Exercise goal
Your reply should hold the line containing "mod image_io;" and every later line of the records, reproduced exactly, and no other lines.

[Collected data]
####

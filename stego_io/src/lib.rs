//! Grayscale PNG decode/encode and plain-text sidecar I/O for the
//! `stego-core` block driver, analogous to the reference crate's decoders
//! crate sitting alongside its metrics core.

#![deny(missing_docs)]

mod error;
mod image_io;
mod sidecar;

pub use error::StegoIoError;
pub use image_io::{load_grayscale, save_grayscale};
pub use sidecar::{read_block_order, read_payload_bits, write_block_order, write_payload_bits};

####

Response to the task
mod image_io;
mod sidecar;

pub use error::StegoIoError;
pub use image_io::{load_grayscale, save_grayscale};
pub use sidecar::{read_block_order, read_payload_bits, write_block_order, write_payload_bits};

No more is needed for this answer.